What Is the Rarest Personality Type? INFJ at 1.5%
Short Answer
INFJ is the rarest MBTI personality type, representing approximately 1.5-2% of the population. INTJ is the second rarest at about 2%. Female INTJs are particularly rare at only 0.9% of the female population.
Full Answer
INFJ (Introverted, Intuitive, Feeling, Judging) is consistently cited as the rarest MBTI type across multiple large-scale studies, making up roughly 1.5-2% of the general population. This type combines introversion with intuition, feeling, and judging — a unique blend focused on understanding human motivation and championing meaningful causes.
The runners-up
A few other types cluster near the bottom of the distribution:
- ●INTJ — approximately 2-3% overall, but with dramatic gender variation: ~3.3% of men versus only 0.9% of women, making female INTJs among the rarest combinations.
- ●ENTJ — roughly 1.8-2.2%.
- ●ENFJ — about 2.2%.
The pattern behind rarity
All four rarest types share the Intuition (N) preference.

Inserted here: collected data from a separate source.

//! Speech synthesis collaborator for NovelCast.
//!
//! This crate provides:
//! - The [`Synthesizer`] trait the speech pipeline is written against
//! - An HTTP client implementation ([`HttpSynthesizer`]) with bounded
//!   retries for retryable failures
//! - SRT subtitle rendering, including the full-span fallback cue used
//!   when the service cannot stream captions
//! - The fixed voice catalog

pub mod client;
pub mod error;
pub mod subtitle;
pub mod synthesizer;
pub mod voice;

pub use client::{HttpSynthesizer, SpeechClientConfig};
pub use error::{TtsError, TtsResult};
pub use subtitle::{full_span_srt, render_srt, SubtitleCue};
pub use synthesizer::{SpeechRequest, Synthesizer};
pub use voice::{is_known_voice, CHINESE_VOICES};
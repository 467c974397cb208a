//! Speech pipeline: text chapters to narrated audio.

use std::path::Path;

use tokio::fs;
use tracing::{debug, info, warn};

use ncast_media::fs_utils::{move_file, remove_dir_best_effort};
use ncast_models::{sanitize_filename, DataLayout, AUDIO_EXT, SUBTITLE_EXT, TEXT_EXT};
use ncast_tts::{full_span_srt, render_srt, SpeechRequest, Synthesizer, TtsError};

use crate::discovery::{completed_stems, list_collections, stems_with_ext};
use crate::error::{PipelineError, PipelineResult};
use crate::retry::RetrySettings;

/// Name of the scratch directory inside each collection's output directory.
const TEMP_DIR_NAME: &str = "tmp";

/// Options for a speech conversion run.
#[derive(Debug, Clone)]
pub struct SpeechOptions {
    /// Voice identifier passed to the synthesis service.
    pub voice: String,
    /// Rate adjustment string, e.g. `+0%`.
    pub rate: String,
    /// Whether to produce an `.srt` next to each audio file.
    pub subtitles: bool,
    /// Total produced-audio count to reach across passes; zero means a
    /// single pass with no target.
    pub target_count: u64,
}

/// What one pass over all collections did.
#[derive(Debug, Clone, Copy, Default, PartialEq, Eq)]
pub struct PassReport {
    /// Chapters converted and published this pass.
    pub converted: usize,
    /// Chapters skipped because their output already existed.
    pub skipped: usize,
    /// Chapters that failed; they stay pending for the next pass.
    pub failed: usize,
}

/// Result of a full (possibly multi-pass) speech run.
#[derive(Debug, Clone, Copy)]
pub struct SpeechSummary {
    /// Total produced audio files on disk after the run.
    pub produced: u64,
    /// Passes performed.
    pub passes: u32,
    /// Chapters converted across all passes of this run.
    pub converted: usize,
}

/// The text-to-audio batch pipeline.
pub struct SpeechPipeline<'a> {
    layout: &'a DataLayout,
    synth: &'a dyn Synthesizer,
    options: SpeechOptions,
}

impl<'a> SpeechPipeline<'a> {
    /// Create a pipeline over `layout` using `synth`.
    pub fn new(layout: &'a DataLayout, synth: &'a dyn Synthesizer, options: SpeechOptions) -> Self {
        Self {
            layout,
            synth,
            options,
        }
    }

    /// Run passes until the target count is met, the pass budget runs out,
    /// or no further progress is structurally possible.
    pub async fn run(&self, retry: &RetrySettings) -> PipelineResult<SpeechSummary> {
        let mut passes = 0u32;
        let mut converted_total = 0usize;

        loop {
            passes += 1;
            if passes > 1 {
                let delay = retry.delay_before_pass(passes);
                debug!("waiting {delay:?} before pass {passes}");
                tokio::time::sleep(delay).await;
            }

            let report = self.run_pass().await?;
            converted_total += report.converted;
            let produced = self.produced_total().await?;

            let summary = SpeechSummary {
                produced,
                passes,
                converted: converted_total,
            };

            if self.options.target_count == 0 || produced >= self.options.target_count {
                return Ok(summary);
            }

            if report.failed == 0 {
                // Every input already has an output yet the target is
                // still unmet; more passes cannot close the gap.
                warn!(
                    "target {} unreachable: {} outputs exist and no chapters are pending",
                    self.options.target_count, produced
                );
                return Ok(summary);
            }

            if passes >= retry.max_passes {
                warn!(
                    "pass budget exhausted after {} passes: {} of {} produced",
                    passes, produced, self.options.target_count
                );
                return Ok(summary);
            }

            info!(
                "{} of {} produced after pass {}, retrying failed chapters",
                produced, self.options.target_count, passes
            );
        }
    }

    /// One pass over every collection: convert each chapter whose audio
    /// does not exist yet. Per-chapter failures are logged and skipped.
    pub async fn run_pass(&self) -> PipelineResult<PassReport> {
        let text_root = self.layout.text_root();
        if !text_root.is_dir() {
            return Err(PipelineError::MissingDirectory(text_root));
        }

        let mut report = PassReport::default();

        for collection in list_collections(&text_root).await? {
            let text_dir = self.layout.chapter_text_dir(collection.name());
            let audio_dir = self.layout.chapter_audio_dir(collection.name());
            let tmp_dir = audio_dir.join(TEMP_DIR_NAME);
            fs::create_dir_all(&tmp_dir).await?;

            let done = completed_stems(&audio_dir, AUDIO_EXT).await?;

            for (stem, text_path) in stems_with_ext(&text_dir, TEXT_EXT).await? {
                let safe_stem = sanitize_filename(&stem);
                if done.contains(&safe_stem) {
                    debug!("skipping converted chapter {}/{}", collection, safe_stem);
                    report.skipped += 1;
                    continue;
                }

                let tmp_audio = tmp_dir.join(format!("{safe_stem}.{AUDIO_EXT}"));
                let tmp_srt = tmp_dir.join(format!("{safe_stem}.{SUBTITLE_EXT}"));

                let outcome = self
                    .convert_and_publish(&text_path, &audio_dir, &safe_stem, &tmp_audio, &tmp_srt)
                    .await;

                match outcome {
                    Ok(()) => {
                        report.converted += 1;
                        info!("converted {}/{}.{}", collection, safe_stem, AUDIO_EXT);
                    }
                    Err(e) => {
                        warn!("conversion failed for {}/{}: {e}", collection, safe_stem);
                        let _ = fs::remove_file(&tmp_audio).await;
                        let _ = fs::remove_file(&tmp_srt).await;
                        report.failed += 1;
                    }
                }
            }

            remove_dir_best_effort(&tmp_dir).await;
        }

        Ok(report)
    }

    /// Total produced audio files across all collections.
    pub async fn produced_total(&self) -> PipelineResult<u64> {
        let audio_root = self.layout.audio_root();
        if !audio_root.is_dir() {
            return Ok(0);
        }

        let mut total = 0u64;
        for collection in list_collections(&audio_root).await? {
            let dir = self.layout.chapter_audio_dir(collection.name());
            total += completed_stems(&dir, AUDIO_EXT).await?.len() as u64;
        }
        Ok(total)
    }

    /// Synthesize one chapter and publish its outputs.
    ///
    /// Publication failures are part of the per-chapter outcome: the
    /// chapter counts as failed and the pass moves on, the same as a
    /// synthesis failure.
    async fn convert_and_publish(
        &self,
        text_path: &Path,
        audio_dir: &Path,
        safe_stem: &str,
        tmp_audio: &Path,
        tmp_srt: &Path,
    ) -> PipelineResult<()> {
        self.convert_chapter(text_path, tmp_audio, tmp_srt).await?;

        let final_audio = audio_dir.join(format!("{safe_stem}.{AUDIO_EXT}"));
        move_file(tmp_audio, &final_audio).await?;
        if self.options.subtitles && tmp_srt.exists() {
            let final_srt = audio_dir.join(format!("{safe_stem}.{SUBTITLE_EXT}"));
            move_file(tmp_srt, &final_srt).await?;
        }
        Ok(())
    }

    /// Synthesize one chapter into temp files.
    async fn convert_chapter(
        &self,
        text_path: &Path,
        tmp_audio: &Path,
        tmp_srt: &Path,
    ) -> PipelineResult<()> {
        let text = fs::read_to_string(text_path).await?;
        let request = SpeechRequest::new(text, &self.options.voice, &self.options.rate);

        self.synth.synthesize(&request, tmp_audio).await?;

        if self.options.subtitles {
            let srt = match self.synth.captions(&request).await {
                Ok(cues) => render_srt(&cues),
                Err(TtsError::CaptionsUnsupported) => full_span_srt(&request.text),
                Err(e) => return Err(e.into()),
            };
            fs::write(tmp_srt, srt).await?;
        }

        Ok(())
    }
}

N-preference types are outnumbered roughly 3:1 by S-preference types in the general population, which explains why intuitive types cluster in the rarity spectrum.
Where they thrive
Despite their rarity, these types often excel in leadership, innovation, and complex problem-solving roles. Taking the JobCannon MBTI Personality Type test can help you discover whether you're among them.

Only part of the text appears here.